Tuesday, October 17, 2017

Moon Illusion

The other morning as I was walking from the sawmill back towards the cabin, I couldn't believe how large the moon looked just above the roofline.  I snapped what would surely be an awesome picture, only to find this...

Doesn't the moon look huge?!
So what's the deal?  It was huge in my eye, but tiny in the camera?!

Monday, October 16, 2017

Humanure Hacienda Maintenance

It's really, really surprising the difference in volume of the compost pile during the winter as compared to the summer.  Last March already I was hefting the buckets well over my head to be able to get them piled on top of the existing material.  I didn't switch to the other side, and just continued piling, but then the spring arrived, the pile began to shrink, and then accelerated, and now we've spent the entire summer STILL piling on the same side of the hacienda and yet the pile is currently about three quarters of the way full.

Pragmatically though, I know that all good things must come to an end, so the other nice day, I mucked out the opposite side of the structure to ensure space this coming winter.

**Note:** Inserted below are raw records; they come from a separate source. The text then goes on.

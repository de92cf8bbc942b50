use std::fmt::Write;

use viewport_common::{Camera, SurfaceSize, ViewportConfig};
use viewport_kernel::Scene;

use crate::pipeline::{FaceList, collect_faces};
use crate::projection::Projector;

/// Camera and surface configuration for one frame.
#[derive(Debug, Clone, Copy, PartialEq)]
pub struct RenderView {
    pub camera: Camera,
    pub surface: SurfaceSize,
    /// Vertical field of view in degrees.
    pub fov_degrees: f32,
}

impl RenderView {
    pub fn projector(&self) -> Projector {
        Projector::new(&self.surface, self.fov_degrees)
    }
}

impl Default for RenderView {
    fn default() -> Self {
        Self {
            camera: Camera::default(),
            surface: SurfaceSize::default(),
            fov_degrees: ViewportConfig::default().fov_degrees,
        }
    }
}

/// Renderer-agnostic interface. All renderers implement this trait.
///
/// The renderer reads the scene and a view, then produces output. It never
/// mutates the scene.
pub trait Renderer {
    /// The output type produced by this renderer.
    type Output;

    /// Render one frame from the given scene and view.
    fn render(&self, scene: &Scene, view: &RenderView) -> Self::Output;
}

/// Produces the depth-sorted faces for [`paint`](crate::paint).
#[derive(Debug, Default)]
pub struct FaceRenderer;

impl FaceRenderer {
    pub fn new() -> Self {
        Self
    }
}

impl Renderer for FaceRenderer {
    type Output = FaceList;

    fn render(&self, scene: &Scene, view: &RenderView) -> FaceList {
        collect_faces(scene, &view.camera, &view.projector())
    }
}

/// Human-readable frame summary, for the CLI and logs.
#[derive(Debug, Default)]
pub struct DebugTextRenderer;

impl DebugTextRenderer {
    pub fn new() -> Self {
        Self
    }
}

impl Renderer for DebugTextRenderer {
    type Output = String;

    fn render(&self, scene: &Scene, view: &RenderView) -> String {
        let list = FaceRenderer.render(scene, view);
        let cam = &view.camera;
        let mut out = String::new();
        let _ = writeln!(
            out,
            "=== Frame (parts={}, faces={}, culled={}) ===",
            list.parts,
            list.faces.len(),
            list.culled
        );
        let _ = writeln!(
            out,
            "Camera: pos=({:.2}, {:.2}, {:.2}) pitch={:.1} yaw={:.1} vy={:.3}",
            cam.position.x, cam.position.y, cam.position.z, cam.pitch, cam.yaw, cam.vertical_velocity
        );
        let _ = writeln!(
            out,
            "Surface: {}x{} @{}x fov={:.0}",
            view.surface.width, view.surface.height, view.surface.pixel_ratio, view.fov_degrees
        );
        for face in &list.faces {
            let c = face.points.iter().sum::<glam::Vec2>() / 4.0;
            let _ = writeln!(
                out,
                "  [{} face {}] depth={:.2} center=({:.1}, {:.1}) color={} alpha={:.2}",
                face.node, face.face, face.depth, c.x, c.y, face.color, face.alpha
            );
        }
        out
    }
}

#[cfg(test)]
mod tests {
    use super::*;
    use glam::Vec3;
    use viewport_kernel::PartOverrides;

    #[test]
    fn debug_renderer_empty_scene() {
        let scene = Scene::new();
        let output = DebugTextRenderer::new().render(&scene, &RenderView::default());
        assert!(output.contains("parts=0"));
        assert!(output.contains("faces=0"));
        assert!(output.contains("pos=(0.00, 6.00, 14.00)"));
    }

    #[test]
    fn debug_renderer_lists_faces() {
        let mut scene = Scene::new();
        let ws = scene.workspace();
        scene
            .create_instance(
                "Part",
                PartOverrides {
                    position: Some(Vec3::new(0.0, 0.0, -10.0)),
                    ..Default::default()
                },
                Some(ws),
            )
            .unwrap();
        let output = DebugTextRenderer::new().render(&scene, &RenderView::default());
        assert!(output.contains("parts=1, faces=6, culled=0"));
        assert_eq!(output.matches("color=#ffffff").count(), 6);
    }

    #[test]
    fn face_renderer_uses_view_camera() {
        let mut scene = Scene::new();
        let ws = scene.workspace();
        scene
            .create_instance(
                "Part",
                PartOverrides {
                    position: Some(Vec3::new(0.0, 0.0, -10.0)),
                    ..Default::default()
                },
                Some(ws),
            )
            .unwrap();
        let mut view = RenderView::default();
        assert_eq!(FaceRenderer::new().render(&scene, &view).faces.len(), 6);

        // Turned around, the part is behind the camera.
        view.camera.yaw = 180.0;
        assert!(FaceRenderer::new().render(&scene, &view).faces.is_empty());
    }

    #[test]
    fn render_view_default() {
        let view = RenderView::default();
        assert_eq!(view.fov_degrees, 38.0);
        assert_eq!(view.camera, Camera::default());
    }
}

Backing in the ATV gets easier each time.

Making a good dent in the old pile.

You can see that the pile that was overflowing in March is still quite manageable in October.
Donna was accepting of me putting the old compost down at the start of the ravine, where things have gotten very mucky this year due to much increased traffic in that spot as I now use it as a turnaround for the ATV and trailer.

We also discussed the hacienda a bit, and I think we agree the upcoming plan for it would include putting a roof over the top of both sides to keep some of the snow out.  This would hopefully keep the pile from increasing in volume quite as quickly in winter - I believe that we are actually preserving quite a bit of snow by covering it in layers of sawdust until the summer sun can finally penetrate deep into things.

Sunday, October 15, 2017

First World Woodstove Problems

On a whim last week we purchased a 14" pre-made pizza at the store to bake next time we ran the stove at the supper hour.

I popped it onto our cast iron flat frying pan, and was chagrined to see that our oven is probably only about 13" wide.

I ended up creating two extra bread sticks to make things work out.  Oh well, I had some caesar salad dressing that I used as a dip and it was great!

Fits like a glove now!

Extra treats for Daddy, who DIDN'T need them!
I also got to eat most of the pizza, as there were a few hot banana peppers on it, and when Kenny hit one, he aborted his whole meal.

Live and learn - not only do I have to remember to avoid oversize foods in the oven, I also have to tell myself not to eat three quarters of a pizza (and some pumpkin pie later in the evening) if I want to have a restful sleep with fewer bellyaches.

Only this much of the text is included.